Cisco’s Security Intelligence Operations group has published a new report, Email Attacks: This Time It’s Personal (PDF) that indicates the Internet is experiencing a fundamental shift in the nature of spam: instead of spammers relying on sending as many messages as possible and hoping to get responses from a tiny fraction of one percent of gullible recipients, spammers are shifting to a far smaller number of targeted, personalized attacks—a.ka. spearphishing. The good news is that the overall volume of mass spam has declined sharply, along with the amount of money criminals gain from them. The bad news is that targeted attacks are up sharply…and criminals make a lot more money every time one of them succeeds.
“Cybercriminal business models have recently shifted towards low-volume targeted attacks,” Cisco wrote. “With email remaining the primary attack vector, these attacks are increasing in both their frequency and their financial impact on targeted organizations.”
According to Cisco, spam volumes peaked at an average of about 300 billion spams per day in June 2010 down to about 40 billion spams a day in June 2011. With that decline, spammers have also found the amount of money they haul in from mass email spam is going down: Cisco estimates mass spam attacks netted spammers about $1.1 billion in June 2010, but that figure dropped to $500 million by June 2011.

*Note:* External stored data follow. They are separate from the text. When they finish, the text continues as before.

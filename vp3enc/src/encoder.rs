use crate::DEFAULT_Q_INDEX;
use crate::EncodeConfig;
use crate::dsp::ScalarDsp;
use crate::error::EncoderError;
use crate::frame::{FrameEncoder, FrameInput, FrameSettings, validate_dimensions};
use crate::packet::{FrameType, Packet};
use crate::quant::AC_SCALES;
use crate::rc::{RateControl, RateControlStats};
use crate::y4m::FramePixels;

#[derive(Debug, Clone)]
pub struct EncoderConfig {
    pub keyint: usize,
    pub target_bitrate: Option<u64>,
    pub fps: f64,
    pub fixed_quality: Option<u16>,
    pub max_q_index: u8,
    pub fast_motion_search: bool,
}

impl From<&EncodeConfig> for EncoderConfig {
    fn from(c: &EncodeConfig) -> Self {
        Self {
            keyint: c.keyint,
            target_bitrate: c.target_bitrate,
            fps: c.fps,
            fixed_quality: c.fixed_quality,
            max_q_index: c.max_q_index,
            fast_motion_search: c.fast_motion_search,
        }
    }
}

impl EncoderConfig {
    /// Frame-level settings. Without a bitrate target or an explicit
    /// quality the encoder runs at [`DEFAULT_Q_INDEX`].
    fn frame_settings(&self) -> FrameSettings {
        let fixed_quality = match (self.fixed_quality, self.target_bitrate) {
            (Some(q), _) => Some(q),
            (None, Some(_)) => None,
            (None, None) => Some(AC_SCALES[DEFAULT_Q_INDEX as usize]),
        };
        FrameSettings {
            fixed_quality,
            max_q_index: self.max_q_index,
            fast_motion_search: self.fast_motion_search,
        }
    }
}

pub struct Encoder {
    config: EncoderConfig,
    width: u32,
    height: u32,
    frame_index: u64,
    frame_encoder: FrameEncoder,
    rate_ctrl: Option<RateControl>,
    previous: Option<FramePixels>,
    golden: Option<FramePixels>,
    pending_packet: Option<Packet>,
}

impl Encoder {
    pub fn new(width: u32, height: u32, config: EncoderConfig) -> Result<Self, EncoderError> {
        validate_dimensions(width, height)?;

        let rate_ctrl = config
            .target_bitrate
            .map(|bitrate| RateControl::new(bitrate, config.fps, config.keyint));
        let frame_encoder = FrameEncoder::new(width, height, config.frame_settings())?;

        Ok(Self {
            config,
            width,
            height,
            frame_index: 0,
            frame_encoder,
            rate_ctrl,
            previous: None,
            golden: None,
            pending_packet: None,
        })
    }

    pub fn width(&self) -> u32 {
        self.width
    }

    pub fn height(&self) -> u32 {
        self.height
    }

    pub fn send_frame(&mut self, pixels: &FramePixels) -> Result<(), EncoderError> {
        if pixels.width != self.width || pixels.height != self.height {
            return Err(EncoderError::DimensionMismatch {
                expected_w: self.width,
                expected_h: self.height,
                got_w: pixels.width,
                got_h: pixels.height,
            });
        }

        let is_keyframe = self.frame_index.is_multiple_of(self.config.keyint as u64);
        let frame_type = if is_keyframe {
            FrameType::Key
        } else {
            FrameType::Inter
        };
        let target_bytes = self
            .rate_ctrl
            .as_ref()
            .map_or(0, |rc| rc.target_bytes(frame_type));

        let input = FrameInput {
            source: pixels,
            previous: self.previous.as_ref(),
            golden: self.golden.as_ref(),
            target_bytes,
            frame_type,
        };
        let encoded = self.frame_encoder.encode(&input, &ScalarDsp)?;

        if let Some(rc) = &mut self.rate_ctrl {
            rc.update((encoded.data.len() * 8) as u64, encoded.q_index);
        }

        if is_keyframe {
            self.golden = Some(encoded.recon.clone());
        }
        self.previous = Some(encoded.recon);

        self.pending_packet = Some(Packet {
            data: encoded.data,
            frame_type,
            frame_number: self.frame_index,
            q_index: encoded.q_index,
        });

        self.frame_index += 1;

        Ok(())
    }

    pub fn receive_packet(&mut self) -> Option<Packet> {
        self.pending_packet.take()
    }

    pub fn flush(&mut self) {}

    pub fn rate_control_stats(&self) -> Option<RateControlStats> {
        self.rate_ctrl.as_ref().map(|rc| rc.stats())
    }

    /// Reconstruction of the last encoded frame.
    pub fn reference(&self) -> Option<&FramePixels> {
        self.previous.as_ref()
    }
}

#[cfg(test)]
mod tests {
    use super::*;

    fn config(keyint: usize, target_bitrate: Option<u64>) -> EncoderConfig {
        EncoderConfig {
            keyint,
            target_bitrate,
            fps: 25.0,
            fixed_quality: None,
            max_q_index: 63,
            fast_motion_search: true,
        }
    }

    #[test]
    fn new_valid_dimensions() {
        let enc = Encoder::new(64, 48, config(25, None)).unwrap();
        assert_eq!(enc.width(), 64);
        assert_eq!(enc.height(), 48);
    }

    #[test]
    fn new_limits() {
        assert!(Encoder::new(16, 16, config(25, None)).is_ok());
        assert!(Encoder::new(4080, 16, config(25, None)).is_ok());
        assert!(Encoder::new(4096, 16, config(25, None)).is_err());
        assert!(Encoder::new(64, 40, config(25, None)).is_err());
    }

    #[test]
    fn new_invalid_width_zero() {
        match Encoder::new(0, 64, config(25, None)) {
            Err(EncoderError::InvalidDimensions { width, height }) => {
                assert_eq!(width, 0);
                assert_eq!(height, 64);
            }
            _ => panic!("expected InvalidDimensions"),
        }
    }

    #[test]
    fn send_frame_receive_packet_lifecycle() {
        let mut enc = Encoder::new(64, 64, config(25, None)).unwrap();
        let frame = FramePixels::solid(64, 64, 128, 128, 128);

        assert!(enc.receive_packet().is_none());

        enc.send_frame(&frame).unwrap();
        let packet = enc.receive_packet().unwrap();

        assert_eq!(packet.frame_type, FrameType::Key);
        assert_eq!(packet.frame_number, 0);
        assert_eq!(packet.q_index, DEFAULT_Q_INDEX);
        assert!(!packet.data.is_empty());

        assert!(enc.receive_packet().is_none());
    }

    #[test]
    fn keyint_triggers_new_keyframe() {
        let mut enc = Encoder::new(64, 64, config(3, None)).unwrap();
        let frame = FramePixels::solid(64, 64, 128, 128, 128);

        let expected_types = [
            FrameType::Key,
            FrameType::Inter,
            FrameType::Inter,
            FrameType::Key,
            FrameType::Inter,
        ];

        for expected in expected_types {
            enc.send_frame(&frame).unwrap();
            let packet = enc.receive_packet().unwrap();
            assert_eq!(packet.frame_type, expected);
            assert_eq!(packet.data[0] >> 7 == 1, expected == FrameType::Inter);
        }
    }

    #[test]
    fn dimension_mismatch_error() {
        let mut enc = Encoder::new(64, 64, config(25, None)).unwrap();
        let wrong_frame = FramePixels::solid(128, 128, 128, 128, 128);

        match enc.send_frame(&wrong_frame) {
            Err(EncoderError::DimensionMismatch {
                expected_w,
                expected_h,
                got_w,
                got_h,
            }) => {
                assert_eq!((expected_w, expected_h), (64, 64));
                assert_eq!((got_w, got_h), (128, 128));
            }
            _ => panic!("expected DimensionMismatch"),
        }
    }

    #[test]
    fn flush_is_callable() {
        let mut enc = Encoder::new(64, 64, config(25, None)).unwrap();
        enc.flush();
        assert!(enc.receive_packet().is_none());
    }

    #[test]
    fn reference_follows_reconstruction() {
        let mut enc = Encoder::new(32, 32, config(25, None)).unwrap();
        assert!(enc.reference().is_none());
        let frame = FramePixels::solid(32, 32, 128, 128, 128);
        enc.send_frame(&frame).unwrap();
        assert_eq!(enc.reference(), Some(&frame));
    }

    #[test]
    fn static_inter_frames_are_tiny() {
        let mut enc = Encoder::new(64, 64, config(25, None)).unwrap();
        let frame = FramePixels::solid(64, 64, 90, 100, 110);
        enc.send_frame(&frame).unwrap();
        let key = enc.receive_packet().unwrap();
        enc.send_frame(&frame).unwrap();
        let inter = enc.receive_packet().unwrap();
        assert!(inter.data.len() < key.data.len());
    }

    #[test]
    fn encoder_with_rate_control() {
        let mut enc = Encoder::new(64, 64, config(25, Some(500_000))).unwrap();
        let frame = FramePixels::solid(64, 64, 128, 128, 128);

        enc.send_frame(&frame).unwrap();
        let packet = enc.receive_packet().unwrap();
        assert!(!packet.data.is_empty());
        assert!(crate::rc::KEY_Q_RANGE.contains(&packet.q_index));

        let stats = enc.rate_control_stats().unwrap();
        assert_eq!(stats.frames_encoded, 1);
    }

    #[test]
    fn fixed_quality_overrides_rate_control() {
        let mut cfg = config(25, Some(500_000));
        cfg.fixed_quality = Some(AC_SCALES[10]);
        let mut enc = Encoder::new(32, 32, cfg).unwrap();
        enc.send_frame(&FramePixels::solid(32, 32, 1, 2, 3)).unwrap();
        assert_eq!(enc.receive_packet().unwrap().q_index, 10);
    }

    #[test]
    fn frame_numbers_increment() {
        let mut enc = Encoder::new(64, 64, config(25, None)).unwrap();
        let frame = FramePixels::solid(64, 64, 128, 128, 128);

        for expected_num in 0..5u64 {
            enc.send_frame(&frame).unwrap();
            let packet = enc.receive_packet().unwrap();
            assert_eq!(packet.frame_number, expected_num);
        }
    }

    #[test]
    fn encoder_config_from_encode_config() {
        let ec = EncodeConfig {
            keyint: 10,
            target_bitrate: Some(1_000_000),
            fps: 30.0,
            fast_motion_search: true,
            ..Default::default()
        };
        let config: EncoderConfig = (&ec).into();
        assert_eq!(config.keyint, 10);
        assert_eq!(config.target_bitrate, Some(1_000_000));
        assert!((config.fps - 30.0).abs() < f64::EPSILON);
        assert!(config.fast_motion_search);
        assert_eq!(config.frame_settings().fixed_quality, None);
    }
}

One reason that spammers’ revenues haven’t declined in proportion to the amount of messages they send out is that an increasing number of messages are individualized with personalization tools and other information designed to pull in a potential victim and “convert” them into a paying victim, or get them to click through to a site that will try to install malware. Cisco estimates that spammer revenue from these customized attacks grew from $50 million in June 2010 to $200 million by June 2011.
Cisco also notes that while spam filters and blocking technologies are able to block about as many targeted attacks as mass attacks, targeted attacks are far more likely to be opened by their intended victims, and have click-through rates as high as 50 percent.
Cisco also credits the decline in mass attack spam to the work of industry organizations, security firms, and law enforcement, noting that in the last year botnets like SpamIt, Rustock, Bredolab, and Mega-D have been severely curtailed by law enforcement actions.